More than 10 years ago, driven by the Consilium Radiolocicum, The College of Medical imaging elaborated medical imaging guidelines.
The guidelines were written in close collaboration with the clinical sections of the Royal Belgian Radiology Society, and posted on the INAMI/RIZIV website in 2004.(NL/FR). Later on, the medical imaging college and the consilium radiologicum tried to actualize the guidelines and optimize their diffusion.
An agreement with the societe française de radiologie allowed us to use their “Guide du Bon Usage des examens d’imagerie médicale” . Then, the Consilium adapted those guidelines to the Belgian situation. Thanks to BELMIP (Belgian Medical Imaging Platform), the guidelines were published online.

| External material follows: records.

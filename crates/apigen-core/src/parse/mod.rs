pub mod document;
pub mod operation;
pub mod ref_resolve;
pub mod schema;
pub mod security;

use serde::{Deserialize, Serialize};
use serde_json::Value;

use crate::error::ParseError;
use document::OpenApiSpec;

/// An object that may be replaced by a `{"$ref": ...}` pointer.
#[derive(Debug, Clone, PartialEq, Serialize, Deserialize)]
#[serde(untagged)]
pub enum RefOr<T> {
    Ref {
        #[serde(rename = "$ref")]
        ref_path: String,
    },
    Item(T),
}

/// A parsed document: the typed view plus the raw tree that `$ref`
/// pointers are resolved against.
#[derive(Debug, Clone)]
pub struct SpecDocument {
    pub raw: Value,
    pub spec: OpenApiSpec,
}

impl SpecDocument {
    /// Build a document from an already-loaded tree.
    pub fn from_value(raw: Value) -> Result<Self, ParseError> {
        check_version(&raw)?;
        let spec: OpenApiSpec =
            serde_json::from_value(raw.clone()).map_err(ParseError::Document)?;
        Ok(Self { raw, spec })
    }
}

/// Parse a document from YAML. JSON input is accepted too.
pub fn from_yaml(input: &str) -> Result<SpecDocument, ParseError> {
    let raw: Value = serde_yaml_ng::from_str(input)?;
    SpecDocument::from_value(raw)
}

pub fn from_json(input: &str) -> Result<SpecDocument, ParseError> {
    let raw: Value = serde_json::from_str(input)?;
    SpecDocument::from_value(raw)
}

const SUPPORTED_VERSIONS: [&str; 3] = ["3.0.", "3.1.", "3.2."];

fn check_version(raw: &Value) -> Result<(), ParseError> {
    let Some(version) = raw.get("openapi").and_then(Value::as_str) else {
        return Err(ParseError::MissingField("openapi".to_string()));
    };
    if SUPPORTED_VERSIONS.iter().any(|prefix| version.starts_with(prefix)) {
        Ok(())
    } else {
        Err(ParseError::UnsupportedVersion(version.to_string()))
    }
}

A specific study of the medical imaging college in 2012 dealt with the application of those guidelines in the hospital practice. The study concluded that in order to cope with those guidelines, Magnetic resonance imaging (MRI) must be widely available and deprogrammed. The liberalisation will effectively start in 2015. To this end 36 additional MRI sites are required, starting with the hospitals, currently without MRI
The guidelines must help the prescribers to choose the most appropriate medical imaging test to assist in answering the clinical question. Every radiologist is supposed to be knowledgeable about these guidelines.
In February 2014, a new law was accepetd (active starting April 2014) that gives the right to the radiologist to substitute the requested medical imaging test, with the most appropriate test , based on his experience, expertise, existing directives and the patient context.

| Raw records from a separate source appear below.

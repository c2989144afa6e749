use std::collections::HashSet;
use std::fmt;

use indexmap::IndexMap;

use apigen_core::config::StringCase;
use apigen_core::parse::ref_resolve::ref_name;
use apigen_core::transform::naming::apply_case;

use crate::error::CompilerError;

/// TypeScript distinguishes type-level and value-level bindings; a type and a
/// const may share a name.
#[derive(Debug, Clone, Copy, PartialEq, Eq, Hash)]
pub enum Namespace {
    Type,
    Value,
}

impl fmt::Display for Namespace {
    fn fmt(&self, f: &mut fmt::Formatter<'_>) -> fmt::Result {
        match self {
            Namespace::Type => write!(f, "type"),
            Namespace::Value => write!(f, "value"),
        }
    }
}

/// Result of an identifier lookup.
#[derive(Debug, Clone, PartialEq, Eq)]
pub enum Identifier {
    /// Never registered.
    Unresolved,
    /// Registered under `name`. `created` is true only for the call that
    /// registered it.
    Active { name: String, created: bool },
    /// Registered, then withdrawn. No declaration exists for it.
    Suppressed,
}

impl Identifier {
    pub fn name(&self) -> Option<&str> {
        match self {
            Identifier::Active { name, .. } => Some(name),
            _ => None,
        }
    }

    pub fn created(&self) -> bool {
        matches!(self, Identifier::Active { created: true, .. })
    }
}

const RESERVED: &[&str] = &[
    "any", "arguments", "as", "async", "await", "boolean", "break", "case", "catch", "class",
    "const", "continue", "debugger", "declare", "default", "delete", "do", "else", "enum", "eval",
    "export", "extends", "false", "finally", "for", "from", "function", "if", "implements",
    "import", "in", "instanceof", "interface", "let", "new", "null", "number", "of", "package",
    "private", "protected", "public", "return", "static", "string", "super", "switch", "symbol",
    "this", "throw", "true", "try", "type", "typeof", "undefined", "var", "void", "while", "with",
    "yield",
    // Globals the generated code refers to.
    "Array", "BigInt", "Blob", "Date", "File", "Promise", "Record",
];

#[derive(Debug, Clone)]
enum Entry {
    Active(String),
    Suppressed,
}

#[derive(Debug, Clone, Default)]
struct Scope {
    entries: IndexMap<String, Entry>,
    /// Lower-cased names already handed out.
    taken: HashSet<String>,
}

#[derive(Debug, Clone)]
struct FileScope {
    case: StringCase,
    types: Scope,
    values: Scope,
}

impl FileScope {
    fn new(case: StringCase) -> Self {
        Self {
            case,
            types: Scope::default(),
            values: Scope::default(),
        }
    }

    fn scope(&self, namespace: Namespace) -> &Scope {
        match namespace {
            Namespace::Type => &self.types,
            Namespace::Value => &self.values,
        }
    }

    fn scope_mut(&mut self, namespace: Namespace) -> &mut Scope {
        match namespace {
            Namespace::Type => &mut self.types,
            Namespace::Value => &mut self.values,
        }
    }
}

/// Collision-free names keyed by (ref, namespace, file).
///
/// The same inputs always yield the same names, so output is stable across
/// runs as long as plugins request identifiers in the same order.
#[derive(Debug, Clone, Default)]
pub struct IdentifierRegistry {
    files: IndexMap<String, FileScope>,
}

impl IdentifierRegistry {
    pub fn new() -> Self {
        Self::default()
    }

    /// Set the case convention of names created in `file`. Files never
    /// registered keep names as they are.
    pub fn register_file(&mut self, file: &str, case: StringCase) {
        self.files
            .entry(file.to_string())
            .and_modify(|scope| scope.case = case)
            .or_insert_with(|| FileScope::new(case));
    }

    pub fn identifier(
        &mut self,
        ref_path: &str,
        namespace: Namespace,
        file: &str,
        create: bool,
    ) -> Identifier {
        if let Some(entry) = self
            .files
            .get(file)
            .and_then(|f| f.scope(namespace).entries.get(ref_path))
        {
            return match entry {
                Entry::Active(name) => Identifier::Active {
                    name: name.clone(),
                    created: false,
                },
                Entry::Suppressed => Identifier::Suppressed,
            };
        }
        if !create {
            return Identifier::Unresolved;
        }

        let file_scope = self
            .files
            .entry(file.to_string())
            .or_insert_with(|| FileScope::new(StringCase::Preserve));
        let base = base_name(ref_path, file_scope.case);
        let scope = file_scope.scope_mut(namespace);
        let name = unique_name(&base, &scope.taken);

        log::debug!("{file}: {namespace} `{name}` for {ref_path}");
        scope.taken.insert(name.to_lowercase());
        scope
            .entries
            .insert(ref_path.to_string(), Entry::Active(name.clone()));
        Identifier::Active {
            name,
            created: true,
        }
    }

    /// Name of an active identifier, without creating one.
    pub fn name(&self, ref_path: &str, namespace: Namespace, file: &str) -> Option<&str> {
        match self.files.get(file)?.scope(namespace).entries.get(ref_path)? {
            Entry::Active(name) => Some(name),
            Entry::Suppressed => None,
        }
    }

    /// Withdraw an identifier whose declaration turned out to be empty.
    /// Later lookups return [`Identifier::Suppressed`]; the name stays taken.
    pub fn suppress(
        &mut self,
        ref_path: &str,
        namespace: Namespace,
        file: &str,
    ) -> Result<(), CompilerError> {
        let entry = self
            .files
            .get_mut(file)
            .and_then(|f| f.scope_mut(namespace).entries.get_mut(ref_path))
            .ok_or_else(|| CompilerError::MissingIdentifier {
                ref_path: ref_path.to_string(),
                namespace,
                file: file.to_string(),
            })?;
        *entry = Entry::Suppressed;
        Ok(())
    }
}

fn base_name(ref_path: &str, case: StringCase) -> String {
    let cased = apply_case(&ref_name(ref_path), case);
    if RESERVED.contains(&cased.as_str()) {
        format!("_{cased}")
    } else {
        cased
    }
}

fn unique_name(base: &str, taken: &HashSet<String>) -> String {
    if !taken.contains(&base.to_lowercase()) {
        return base.to_string();
    }
    let mut counter = 2;
    loop {
        let candidate = format!("{base}{counter}");
        if !taken.contains(&candidate.to_lowercase()) {
            return candidate;
        }
        counter += 1;
    }
}

#[cfg(test)]
mod tests {
    use super::*;

    const TYPES: &str = "types.gen.ts";

    fn registry() -> IdentifierRegistry {
        let mut registry = IdentifierRegistry::new();
        registry.register_file(TYPES, StringCase::Pascal);
        registry
    }

    #[test]
    fn test_unresolved_without_create() {
        let mut registry = registry();
        assert_eq!(
            registry.identifier("#/components/schemas/Pet", Namespace::Type, TYPES, false),
            Identifier::Unresolved
        );
    }

    #[test]
    fn test_leading_digit_is_prefixed() {
        let mut registry = registry();
        let id = registry.identifier("#/components/schemas/3dModel", Namespace::Type, TYPES, true);
        assert_eq!(id.name(), Some("_3dModel"));
    }

    #[test]
    fn test_create_then_memoized() {
        let mut registry = registry();
        let first = registry.identifier("#/components/schemas/pet_owner", Namespace::Type, TYPES, true);
        assert_eq!(
            first,
            Identifier::Active {
                name: "PetOwner".to_string(),
                created: true
            }
        );
        let second = registry.identifier("#/components/schemas/pet_owner", Namespace::Type, TYPES, true);
        assert_eq!(
            second,
            Identifier::Active {
                name: "PetOwner".to_string(),
                created: false
            }
        );
    }

    #[test]
    fn test_case_insensitive_collisions() {
        let mut registry = registry();
        let a = registry.identifier("#/components/schemas/pet", Namespace::Type, TYPES, true);
        let b = registry.identifier("#/components/schemas/Pet", Namespace::Type, TYPES, true);
        let c = registry.identifier("#/components/schemas/PET", Namespace::Type, TYPES, true);
        assert_eq!(a.name(), Some("Pet"));
        assert_eq!(b.name(), Some("Pet2"));
        assert_eq!(c.name(), Some("Pet3"));
    }

    #[test]
    fn test_namespaces_do_not_collide() {
        let mut registry = registry();
        let t = registry.identifier("#/components/schemas/Status", Namespace::Type, TYPES, true);
        let v = registry.identifier("#/components/schemas/Status", Namespace::Value, TYPES, true);
        assert_eq!(t.name(), Some("Status"));
        assert_eq!(v.name(), Some("Status"));
    }

    #[test]
    fn test_files_do_not_collide() {
        let mut registry = registry();
        registry.register_file("transformers.gen.ts", StringCase::Camel);
        let t = registry.identifier("#/components/schemas/Pet", Namespace::Type, TYPES, true);
        let v = registry.identifier(
            "#/components/schemas/Pet",
            Namespace::Value,
            "transformers.gen.ts",
            true,
        );
        assert_eq!(t.name(), Some("Pet"));
        assert_eq!(v.name(), Some("pet"));
    }

    #[test]
    fn test_reserved_words_prefixed() {
        let mut registry = IdentifierRegistry::new();
        let id = registry.identifier("#/components/schemas/Date", Namespace::Type, TYPES, true);
        assert_eq!(id.name(), Some("_Date"));
        let id = registry.identifier("#/components/schemas/delete", Namespace::Value, TYPES, true);
        assert_eq!(id.name(), Some("_delete"));
    }

    #[test]
    fn test_suppress_is_stable() {
        let mut registry = registry();
        registry.identifier("#/ir/listPetsResponse", Namespace::Value, TYPES, true);
        registry
            .suppress("#/ir/listPetsResponse", Namespace::Value, TYPES)
            .unwrap();
        for create in [false, true] {
            assert_eq!(
                registry.identifier("#/ir/listPetsResponse", Namespace::Value, TYPES, create),
                Identifier::Suppressed
            );
        }
        assert_eq!(
            registry.name("#/ir/listPetsResponse", Namespace::Value, TYPES),
            None
        );
    }

    #[test]
    fn test_suppress_unknown_fails() {
        let mut registry = registry();
        let err = registry
            .suppress("#/ir/nothing", Namespace::Type, TYPES)
            .unwrap_err();
        assert!(matches!(err, CompilerError::MissingIdentifier { .. }));
    }
}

The “INAMI-RIZIV” underlines that to obtain a “justified” medical imaging test, the prescription must be judged by the radiologist before its execution. In order to appreciate the prescription, the radiologist must take into account pertinent medical imaging tests already performed, provided that the radiologist knows which medical imaging tests were already performed.
The responsibility for doing a medical imaging test is shared: the prescriber must obtain all necessary information and ask a clear clinical question. The radiologist performs the most relevant medical imaging test and justifies this in his imaging report. As a consequence, expertise is shared with prescribers. Should another test be done than the one originally proposed, it is the duty of the radiologist to inform the referring physician and the patient why.
The “INAMI-RIZIV” also hopes that the guidelines published in Dutch and in French on the “SPF-santé publique website” will be applied more effectively in the future.
The BSR also expects to be able to restrict radiation exposure, particularly amongst vulnerable groups such as children.
The guidelines will be actualised continuously from 2014 on, thanks to the publication of “focus in medical imaging”, a journal (under a similar format as Folia Pharmacotherapeutica)that will be distributed to more than 40000 physicians, in order to inform them about novelties in medical imaging. The publication will also include special editions dedicated to well-defined types of pathologies.